Bir de askerler gidiyor bu sıra. Hepsi bizim yavrularımız, ciğerpârelerimiz. Yolları ve bahtları açık olsun. Akşamları otobüs terminâlleri ana-baba günü. Biz de ilk defâ olmak üzere ve iki yeğenimizi birden dün askere uğurladık. Biri Mehmet Âkif ŞENSOY; İzmir’e jandarma olarak gitti, diğeri de Göktuğ KAHRAMAN, Malatya’ya istihkâmcı. “Rabbim sizleri iyi insanlarla karşılaştırsın!” diye duâ ederek uğurladık onları. Önemli olan da bu. Zîra, çevrende iyi insanlar olduktan sonra her yer güzel. Kötü insanlarla saraylar da zindân olur.

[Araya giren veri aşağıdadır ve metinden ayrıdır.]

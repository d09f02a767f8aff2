//! Outbound audio sink contract.
//!
//! The voice transport owns the real connection. The core addresses every
//! source it starts by a [`TrackHandle`] and learns about completion through
//! [`SinkEvent`]s routed back by the coordinator.

use crate::error::Result;
use async_trait::async_trait;
use bytes::Bytes;
use serde::{Deserialize, Serialize};
use std::fmt;
use std::sync::atomic::{AtomicU64, Ordering};

static NEXT_HANDLE: AtomicU64 = AtomicU64::new(1);

/// Identifies one source started on a sink.
#[derive(Debug, Clone, Copy, PartialEq, Eq, Hash, Serialize, Deserialize)]
#[serde(transparent)]
pub struct TrackHandle(u64);

impl TrackHandle {
    /// Allocate a process-unique handle.
    pub fn next() -> Self {
        Self(NEXT_HANDLE.fetch_add(1, Ordering::Relaxed))
    }

    /// Raw handle value.
    pub fn get(self) -> u64 {
        self.0
    }
}

impl From<u64> for TrackHandle {
    fn from(raw: u64) -> Self {
        Self(raw)
    }
}

impl fmt::Display for TrackHandle {
    fn fmt(&self, f: &mut fmt::Formatter<'_>) -> fmt::Result {
        write!(f, "#{}", self.0)
    }
}

/// Lifecycle notification from the transport about a started source.
#[derive(Debug, Clone, PartialEq, Eq, Serialize, Deserialize)]
#[serde(tag = "kind", rename_all = "snake_case")]
pub enum SinkEvent {
    /// The source played to its natural end.
    Ended { handle: TrackHandle },
    /// The source failed mid-stream.
    Errored { handle: TrackHandle, message: String },
}

impl SinkEvent {
    /// Handle the event refers to.
    pub fn handle(&self) -> TrackHandle {
        match self {
            Self::Ended { handle } | Self::Errored { handle, .. } => *handle,
        }
    }
}

/// The single outbound audio sink of a call.
#[async_trait]
pub trait AudioSink: Send + Sync {
    /// Start streaming `url` at `volume` (0.0 to 1.0).
    async fn play_stream(&self, handle: TrackHandle, url: &str, volume: f32) -> Result<()>;

    /// Play an encoded in-memory clip at full volume.
    async fn play_clip(&self, handle: TrackHandle, audio: Bytes) -> Result<()>;

    /// Pause a source, keeping its position.
    async fn pause(&self, handle: TrackHandle) -> Result<()>;

    /// Resume a paused source.
    async fn resume(&self, handle: TrackHandle) -> Result<()>;

    /// Stop a source. No [`SinkEvent`] is expected afterwards.
    async fn stop(&self, handle: TrackHandle) -> Result<()>;

    /// Change a source's volume.
    async fn set_volume(&self, handle: TrackHandle, volume: f32) -> Result<()>;
}
//! Per-speaker utterance segmentation.
//!
//! Each speaker in a call is tracked independently: a rolling pre-roll
//! buffer, the transport's speaking flag, a consecutive-silence counter and
//! the accumulated speech. An utterance is finalized when the transport
//! signals end of speaking or when the silence run reaches the configured
//! threshold, provided at least one speech frame was accumulated.
//!
//! The segmenter is synchronous and owned by a single task per call; frames
//! for one speaker are therefore processed strictly in arrival order.

use crate::audio::pcm::decode_s16le;
use crate::config::{AudioConfig, VadConfig};
use crate::error::Result;
use crate::pipeline::messages::{CallId, PcmFrame, UserId, Utterance};
use crate::vad::{EnergyVad, VoiceActivity};
use bytes::{Bytes, BytesMut};
use std::collections::{HashMap, VecDeque};
use tokio::time::Instant;
use tracing::{debug, warn};

/// Builds a fresh classifier for each newly tracked speaker.
pub type VadFactory = Box<dyn Fn() -> Box<dyn VoiceActivity> + Send>;

/// Thresholds applied by the segmenter.
#[derive(Debug, Clone)]
pub struct SegmenterSettings {
    /// Consecutive non-speech frames that end an utterance.
    pub silence_frames: u32,
    /// Frames of context prepended when speech starts.
    pub pre_roll_frames: usize,
    /// Frames shorter than this many bytes are dropped.
    pub min_frame_bytes: usize,
}

impl SegmenterSettings {
    /// Build settings from config sections.
    pub fn from_config(vad: &VadConfig, audio: &AudioConfig) -> Self {
        Self {
            silence_frames: vad.silence_frames.max(1),
            pre_roll_frames: vad.pre_roll_frames,
            min_frame_bytes: audio.min_frame_bytes,
        }
    }
}

struct SpeakerState {
    vad: Box<dyn VoiceActivity>,
    rolling: VecDeque<Bytes>,
    speaking: bool,
    silence_count: u32,
    speech: BytesMut,
    speech_frames: u32,
}

impl SpeakerState {
    fn new(vad: Box<dyn VoiceActivity>) -> Self {
        Self {
            vad,
            rolling: VecDeque::new(),
            speaking: false,
            silence_count: 0,
            speech: BytesMut::new(),
            speech_frames: 0,
        }
    }

    fn remember(&mut self, frame: Bytes, cap: usize) {
        if cap == 0 {
            return;
        }
        if self.rolling.len() == cap {
            self.rolling.pop_front();
        }
        self.rolling.push_back(frame);
    }

    fn take_utterance(&mut self, call: &CallId, user: &UserId) -> Option<Utterance> {
        if self.speech_frames == 0 {
            return None;
        }
        let utterance = Utterance {
            call: call.clone(),
            user: user.clone(),
            pcm: self.speech.split().freeze(),
            speech_frames: self.speech_frames,
            finalized_at: Instant::now(),
        };
        self.speech_frames = 0;
        self.silence_count = 0;
        self.rolling.clear();
        self.vad.reset();
        Some(utterance)
    }
}

/// Segmenter for every speaker of one call.
pub struct SpeakerSegmenter {
    call: CallId,
    settings: SegmenterSettings,
    factory: VadFactory,
    probe: Box<dyn VoiceActivity>,
    speakers: HashMap<UserId, SpeakerState>,
}

impl SpeakerSegmenter {
    /// Create a segmenter using `factory` to build per-speaker classifiers.
    pub fn new(call: CallId, settings: SegmenterSettings, factory: VadFactory) -> Self {
        let probe = factory();
        Self {
            call,
            settings,
            factory,
            probe,
            speakers: HashMap::new(),
        }
    }

    /// Create a segmenter with energy VAD from config.
    ///
    /// # Errors
    ///
    /// Returns an error if the VAD config is invalid.
    pub fn with_energy_vad(call: CallId, vad: &VadConfig, audio: &AudioConfig) -> Result<Self> {
        let detector = EnergyVad::new(vad)?;
        let factory: VadFactory =
            Box::new(move || -> Box<dyn VoiceActivity> { Box::new(detector.clone()) });
        Ok(Self::new(
            call,
            SegmenterSettings::from_config(vad, audio),
            factory,
        ))
    }

    /// Feed one transport frame. Returns an utterance when this frame
    /// completes a silence run after speech.
    pub fn on_frame(&mut self, frame: PcmFrame) -> Option<Utterance> {
        if frame.data.len() < self.settings.min_frame_bytes {
            debug!(call = %self.call, user = %frame.user, len = frame.data.len(), "dropping short frame");
            return None;
        }
        let samples = match decode_s16le(&frame.data) {
            Ok(samples) => samples,
            Err(e) => {
                warn!(call = %self.call, user = %frame.user, error = %e, "dropping undecodable frame");
                return None;
            }
        };

        if !self.speakers.contains_key(&frame.user) {
            if !self.probe.is_speech(&samples) {
                return None;
            }
            debug!(call = %self.call, user = %frame.user, "tracking new speaker");
            self.speakers
                .insert(frame.user.clone(), SpeakerState::new((self.factory)()));
        }

        let silence_frames = self.settings.silence_frames;
        let pre_roll = self.settings.pre_roll_frames;
        let state = self.speakers.get_mut(&frame.user)?;
        let is_speech = state.vad.is_speech(&samples);

        if is_speech {
            if state.speech_frames == 0 {
                state.speech.clear();
                for prior in state.rolling.drain(..) {
                    state.speech.extend_from_slice(&prior);
                }
            }
            state.speech.extend_from_slice(&frame.data);
            state.speech_frames += 1;
            state.silence_count = 0;
            None
        } else if state.speech_frames > 0 {
            state.speech.extend_from_slice(&frame.data);
            state.silence_count += 1;
            if state.silence_count >= silence_frames {
                debug!(call = %self.call, user = %frame.user, "silence run ended utterance");
                return state.take_utterance(&self.call, &frame.user);
            }
            None
        } else {
            state.remember(frame.data, pre_roll);
            None
        }
    }

    /// Apply a transport speaking signal. Returns an utterance when an
    /// end-of-speaking signal closes accumulated speech.
    pub fn on_speaking(&mut self, user: &UserId, speaking: bool) -> Option<Utterance> {
        if speaking {
            let factory = &self.factory;
            self.speakers
                .entry(user.clone())
                .or_insert_with(|| SpeakerState::new(factory()))
                .speaking = true;
            return None;
        }

        let state = self.speakers.get_mut(user)?;
        state.speaking = false;
        let utterance = state.take_utterance(&self.call, user);
        if utterance.is_some() {
            debug!(call = %self.call, user = %user, "speaking end finalized utterance");
        }
        utterance
    }

    /// Whether the transport currently reports `user` as speaking.
    pub fn is_speaking(&self, user: &UserId) -> bool {
        self.speakers.get(user).is_some_and(|s| s.speaking)
    }

    /// Number of speakers with tracked state.
    pub fn tracked_speakers(&self) -> usize {
        self.speakers.len()
    }

    /// Forget a speaker that left the call, discarding partial speech.
    pub fn remove_speaker(&mut self, user: &UserId) {
        self.speakers.remove(user);
    }

    /// Discard all per-speaker state.
    pub fn clear(&mut self) {
        self.speakers.clear();
    }
}
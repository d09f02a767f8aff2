//! Headless host bridge binary for stdin/stdout JSON communication.
//!
//! Reads `CommandEnvelope` messages as newline-delimited JSON from stdin,
//! routes them to the call coordinator, and writes `ResponseEnvelope` and
//! `EventEnvelope` messages to stdout.
//!
//! Usage: `huddle-host [--config <path>]`. Without `--config` the default
//! config path is used when it exists, built-in defaults otherwise.
//!
//! All tracing/diagnostic output goes to stderr (and the optional log
//! directory) so that stdout remains a clean JSON protocol channel.

use huddle::HuddleConfig;
use huddle::diagnostics::init_tracing;
use huddle::host::{HostBridge, HostEvents, run_stdio_bridge};
use huddle::pipeline::Coordinator;
use std::path::PathBuf;
use std::sync::Arc;

fn config_path_from_args() -> anyhow::Result<Option<PathBuf>> {
    let mut args = std::env::args().skip(1);
    match args.next().as_deref() {
        None => Ok(None),
        Some("--config" | "-c") => match args.next() {
            Some(path) => Ok(Some(PathBuf::from(path))),
            None => anyhow::bail!("--config requires a path"),
        },
        Some(other) => anyhow::bail!("unknown argument `{other}`; usage: huddle-host [--config <path>]"),
    }
}

fn load_config() -> anyhow::Result<HuddleConfig> {
    let path = match config_path_from_args()? {
        Some(path) => path,
        None => {
            let default = HuddleConfig::default_config_path();
            if !default.exists() {
                return Ok(HuddleConfig::default());
            }
            default
        }
    };
    HuddleConfig::from_file(&path)
        .map_err(|e| anyhow::anyhow!("failed to load {}: {e}", path.display()))
}

#[tokio::main]
async fn main() -> anyhow::Result<()> {
    let config = load_config()?;
    let _log_guard = init_tracing(&config.logging)?;

    tracing::info!("huddle-host starting");

    let coordinator = Arc::new(Coordinator::from_config(config)?);
    let bridge = Arc::new(HostBridge::new(coordinator, HostEvents::default()));

    run_stdio_bridge(bridge).await.map_err(|e| {
        tracing::error!(error = %e, "huddle-host exited with error");
        anyhow::anyhow!("huddle-host failed: {e}")
    })?;

    tracing::info!("huddle-host shut down cleanly");
    Ok(())
}
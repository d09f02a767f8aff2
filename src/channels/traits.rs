use crate::error::Result;
use async_trait::async_trait;

/// Text channel contract. Chat-platform adapters only need to implement this trait.
#[async_trait]
pub trait TextChannel: Send + Sync {
    /// Stable channel identifier (platform channel id).
    fn id(&self) -> &str;

    /// Post a message to the channel.
    async fn post(&self, text: &str) -> Result<()>;
}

Yeğenlerimle, Türk Milleti’ne mahsus özel ve geleneksel bir poz olarak, ellerimi omuzlarına atmak sûretiyle  bir fotoğraf çektireyim dedim. Ama, adamların ikisi de asker gibi asker! Aralarında askıda kaldım. Allâh, hepimizin yavrularını kem gözlerden korusun. Dünyâda da, âhirette de iyilerle karşılaştırsın hepimizi, çocuklarımızı, ümmet-i muhammedin tüm göz nurlarını sevgili okurlar.

Ölenlere ganî ganî rahmetler, kalanlara da en güzelinden bol bol sabırlar diliyoruz.

Askerlerimizin de sıkıntıları az, teskeresi tez olsun. Bekleyenlerinin yüzleri gülsün.

Rabbim cümlemizin, hayat askerliğini, vazîfelerini ve terhisini de hayırlı eylesin.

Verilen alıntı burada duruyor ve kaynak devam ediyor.